*** Data provided Section Begins ***

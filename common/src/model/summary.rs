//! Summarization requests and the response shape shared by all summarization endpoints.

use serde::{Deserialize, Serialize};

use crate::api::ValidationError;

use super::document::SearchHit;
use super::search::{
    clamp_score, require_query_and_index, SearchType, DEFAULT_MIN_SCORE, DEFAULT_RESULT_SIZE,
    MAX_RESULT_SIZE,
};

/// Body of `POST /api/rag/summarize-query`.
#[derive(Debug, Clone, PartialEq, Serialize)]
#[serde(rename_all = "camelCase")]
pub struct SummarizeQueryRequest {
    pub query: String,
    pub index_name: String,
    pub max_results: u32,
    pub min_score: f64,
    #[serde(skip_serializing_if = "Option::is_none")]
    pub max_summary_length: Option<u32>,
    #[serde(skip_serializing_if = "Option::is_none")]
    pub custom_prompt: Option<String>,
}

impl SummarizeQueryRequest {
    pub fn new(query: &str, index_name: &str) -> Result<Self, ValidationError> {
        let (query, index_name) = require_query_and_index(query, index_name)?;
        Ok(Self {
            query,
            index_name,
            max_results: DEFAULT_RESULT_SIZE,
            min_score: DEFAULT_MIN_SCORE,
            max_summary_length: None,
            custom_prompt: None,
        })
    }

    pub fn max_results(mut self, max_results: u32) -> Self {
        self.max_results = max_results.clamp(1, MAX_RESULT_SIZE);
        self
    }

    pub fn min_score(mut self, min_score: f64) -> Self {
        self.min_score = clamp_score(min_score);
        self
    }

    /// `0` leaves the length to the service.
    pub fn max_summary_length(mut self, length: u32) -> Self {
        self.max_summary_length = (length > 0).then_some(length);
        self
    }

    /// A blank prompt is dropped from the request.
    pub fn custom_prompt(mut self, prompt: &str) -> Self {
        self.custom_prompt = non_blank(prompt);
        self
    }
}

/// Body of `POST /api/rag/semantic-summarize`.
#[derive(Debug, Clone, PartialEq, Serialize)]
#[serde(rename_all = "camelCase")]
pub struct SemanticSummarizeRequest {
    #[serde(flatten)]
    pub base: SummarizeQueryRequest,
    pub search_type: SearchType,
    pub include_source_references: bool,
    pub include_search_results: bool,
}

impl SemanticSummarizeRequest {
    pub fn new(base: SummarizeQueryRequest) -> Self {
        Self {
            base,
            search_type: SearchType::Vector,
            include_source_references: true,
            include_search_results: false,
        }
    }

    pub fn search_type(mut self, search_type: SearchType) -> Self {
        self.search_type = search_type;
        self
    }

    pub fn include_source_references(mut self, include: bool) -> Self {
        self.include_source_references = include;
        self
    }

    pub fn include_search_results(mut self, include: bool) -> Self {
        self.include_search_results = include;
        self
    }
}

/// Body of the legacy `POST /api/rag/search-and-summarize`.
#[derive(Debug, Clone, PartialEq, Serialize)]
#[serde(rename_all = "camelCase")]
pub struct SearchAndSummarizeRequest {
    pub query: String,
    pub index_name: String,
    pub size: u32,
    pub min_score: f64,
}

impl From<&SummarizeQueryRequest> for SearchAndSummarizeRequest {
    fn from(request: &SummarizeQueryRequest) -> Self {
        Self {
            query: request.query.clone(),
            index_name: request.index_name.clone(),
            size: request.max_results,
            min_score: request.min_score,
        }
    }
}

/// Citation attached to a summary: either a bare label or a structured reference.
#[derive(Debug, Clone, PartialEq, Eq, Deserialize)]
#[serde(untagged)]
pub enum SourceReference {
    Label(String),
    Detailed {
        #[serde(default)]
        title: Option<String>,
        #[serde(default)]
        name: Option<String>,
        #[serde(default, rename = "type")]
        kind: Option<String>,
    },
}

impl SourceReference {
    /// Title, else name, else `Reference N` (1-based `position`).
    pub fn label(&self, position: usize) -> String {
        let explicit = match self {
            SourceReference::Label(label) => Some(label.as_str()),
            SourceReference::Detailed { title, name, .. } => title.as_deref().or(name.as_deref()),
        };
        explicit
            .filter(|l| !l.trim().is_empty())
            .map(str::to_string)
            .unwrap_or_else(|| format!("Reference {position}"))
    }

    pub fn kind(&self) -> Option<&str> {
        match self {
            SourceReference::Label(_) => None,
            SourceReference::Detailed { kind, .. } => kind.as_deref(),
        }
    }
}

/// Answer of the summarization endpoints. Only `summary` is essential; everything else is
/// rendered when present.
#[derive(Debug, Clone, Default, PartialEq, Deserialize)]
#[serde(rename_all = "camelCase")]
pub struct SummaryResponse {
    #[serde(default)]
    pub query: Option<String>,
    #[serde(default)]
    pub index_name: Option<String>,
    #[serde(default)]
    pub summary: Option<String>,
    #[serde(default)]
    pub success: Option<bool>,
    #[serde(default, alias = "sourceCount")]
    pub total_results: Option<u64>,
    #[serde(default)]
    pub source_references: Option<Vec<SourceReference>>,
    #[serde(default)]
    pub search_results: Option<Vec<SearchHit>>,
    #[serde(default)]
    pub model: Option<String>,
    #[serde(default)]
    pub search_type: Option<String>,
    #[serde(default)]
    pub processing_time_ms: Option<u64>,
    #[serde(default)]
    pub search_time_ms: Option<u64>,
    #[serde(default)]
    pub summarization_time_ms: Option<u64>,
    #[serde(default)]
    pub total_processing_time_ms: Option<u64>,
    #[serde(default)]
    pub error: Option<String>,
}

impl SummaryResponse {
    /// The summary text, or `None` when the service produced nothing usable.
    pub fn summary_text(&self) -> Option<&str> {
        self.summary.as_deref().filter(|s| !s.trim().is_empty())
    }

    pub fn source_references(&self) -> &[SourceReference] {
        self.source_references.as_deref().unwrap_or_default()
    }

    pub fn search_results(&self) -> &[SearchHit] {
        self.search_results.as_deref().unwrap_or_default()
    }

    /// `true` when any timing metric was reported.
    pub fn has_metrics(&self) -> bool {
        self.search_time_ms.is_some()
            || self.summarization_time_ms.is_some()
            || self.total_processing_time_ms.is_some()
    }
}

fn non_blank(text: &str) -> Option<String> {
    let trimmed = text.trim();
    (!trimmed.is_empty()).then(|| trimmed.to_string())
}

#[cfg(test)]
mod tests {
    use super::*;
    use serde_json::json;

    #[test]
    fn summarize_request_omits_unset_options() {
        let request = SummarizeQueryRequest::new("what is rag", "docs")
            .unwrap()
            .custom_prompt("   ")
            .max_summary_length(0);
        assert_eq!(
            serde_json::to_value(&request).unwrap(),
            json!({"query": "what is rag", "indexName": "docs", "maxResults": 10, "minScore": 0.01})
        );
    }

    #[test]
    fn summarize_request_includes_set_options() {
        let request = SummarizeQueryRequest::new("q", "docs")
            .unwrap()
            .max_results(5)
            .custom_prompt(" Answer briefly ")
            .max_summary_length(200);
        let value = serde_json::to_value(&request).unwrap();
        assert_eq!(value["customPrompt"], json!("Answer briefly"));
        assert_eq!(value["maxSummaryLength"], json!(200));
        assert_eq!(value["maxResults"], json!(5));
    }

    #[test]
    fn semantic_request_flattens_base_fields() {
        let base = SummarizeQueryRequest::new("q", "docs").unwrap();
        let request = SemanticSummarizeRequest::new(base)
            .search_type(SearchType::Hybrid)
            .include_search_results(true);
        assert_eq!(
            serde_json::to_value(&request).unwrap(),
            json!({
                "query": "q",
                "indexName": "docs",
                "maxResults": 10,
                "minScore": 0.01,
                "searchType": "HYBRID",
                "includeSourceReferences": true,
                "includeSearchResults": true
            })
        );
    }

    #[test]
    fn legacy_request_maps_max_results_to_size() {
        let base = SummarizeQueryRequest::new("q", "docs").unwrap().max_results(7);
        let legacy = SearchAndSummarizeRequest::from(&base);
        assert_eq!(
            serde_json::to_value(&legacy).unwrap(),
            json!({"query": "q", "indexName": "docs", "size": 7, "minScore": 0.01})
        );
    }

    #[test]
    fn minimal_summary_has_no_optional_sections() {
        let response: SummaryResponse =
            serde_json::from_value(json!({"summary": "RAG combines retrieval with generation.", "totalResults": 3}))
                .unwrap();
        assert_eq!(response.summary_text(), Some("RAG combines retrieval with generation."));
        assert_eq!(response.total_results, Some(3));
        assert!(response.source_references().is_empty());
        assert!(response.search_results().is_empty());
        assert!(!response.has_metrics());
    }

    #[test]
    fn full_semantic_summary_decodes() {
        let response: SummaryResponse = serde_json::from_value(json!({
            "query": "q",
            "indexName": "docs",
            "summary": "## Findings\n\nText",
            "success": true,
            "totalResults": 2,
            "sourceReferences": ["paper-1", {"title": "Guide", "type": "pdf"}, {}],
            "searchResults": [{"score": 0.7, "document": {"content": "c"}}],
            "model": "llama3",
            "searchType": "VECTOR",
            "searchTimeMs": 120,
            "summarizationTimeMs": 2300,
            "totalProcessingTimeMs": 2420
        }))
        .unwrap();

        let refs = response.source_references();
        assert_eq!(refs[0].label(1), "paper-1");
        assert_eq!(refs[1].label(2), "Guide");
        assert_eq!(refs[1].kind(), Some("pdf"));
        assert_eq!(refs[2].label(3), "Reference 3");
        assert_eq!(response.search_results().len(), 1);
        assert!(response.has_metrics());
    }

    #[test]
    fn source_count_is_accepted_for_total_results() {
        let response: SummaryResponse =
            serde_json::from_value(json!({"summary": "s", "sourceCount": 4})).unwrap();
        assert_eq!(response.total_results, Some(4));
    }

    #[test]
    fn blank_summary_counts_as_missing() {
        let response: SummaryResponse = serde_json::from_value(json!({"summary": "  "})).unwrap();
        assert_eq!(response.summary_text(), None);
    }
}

*** Data provided Section Ends ***

• [Task to complete]
Your task for the entries above: copy exactly the span starting with the line with "let value = serde_json::to_value(&request).unwrap();" and going on through the line with "assert_eq!(response.total_results, Some(3));", both lines included, and nothing else.

• [Output below]
        let value = serde_json::to_value(&request).unwrap();
        assert_eq!(value["customPrompt"], json!("Answer briefly"));
        assert_eq!(value["maxSummaryLength"], json!(200));
        assert_eq!(value["maxResults"], json!(5));
    }

    #[test]
    fn semantic_request_flattens_base_fields() {
        let base = SummarizeQueryRequest::new("q", "docs").unwrap();
        let request = SemanticSummarizeRequest::new(base)
            .search_type(SearchType::Hybrid)
            .include_search_results(true);
        assert_eq!(
            serde_json::to_value(&request).unwrap(),
            json!({
                "query": "q",
                "indexName": "docs",
                "maxResults": 10,
                "minScore": 0.01,
                "searchType": "HYBRID",
                "includeSourceReferences": true,
                "includeSearchResults": true
            })
        );
    }

    #[test]
    fn legacy_request_maps_max_results_to_size() {
        let base = SummarizeQueryRequest::new("q", "docs").unwrap().max_results(7);
        let legacy = SearchAndSummarizeRequest::from(&base);
        assert_eq!(
            serde_json::to_value(&legacy).unwrap(),
            json!({"query": "q", "indexName": "docs", "size": 7, "minScore": 0.01})
        );
    }

    #[test]
    fn minimal_summary_has_no_optional_sections() {
        let response: SummaryResponse =
            serde_json::from_value(json!({"summary": "RAG combines retrieval with generation.", "totalResults": 3}))
                .unwrap();
        assert_eq!(response.summary_text(), Some("RAG combines retrieval with generation."));
        assert_eq!(response.total_results, Some(3));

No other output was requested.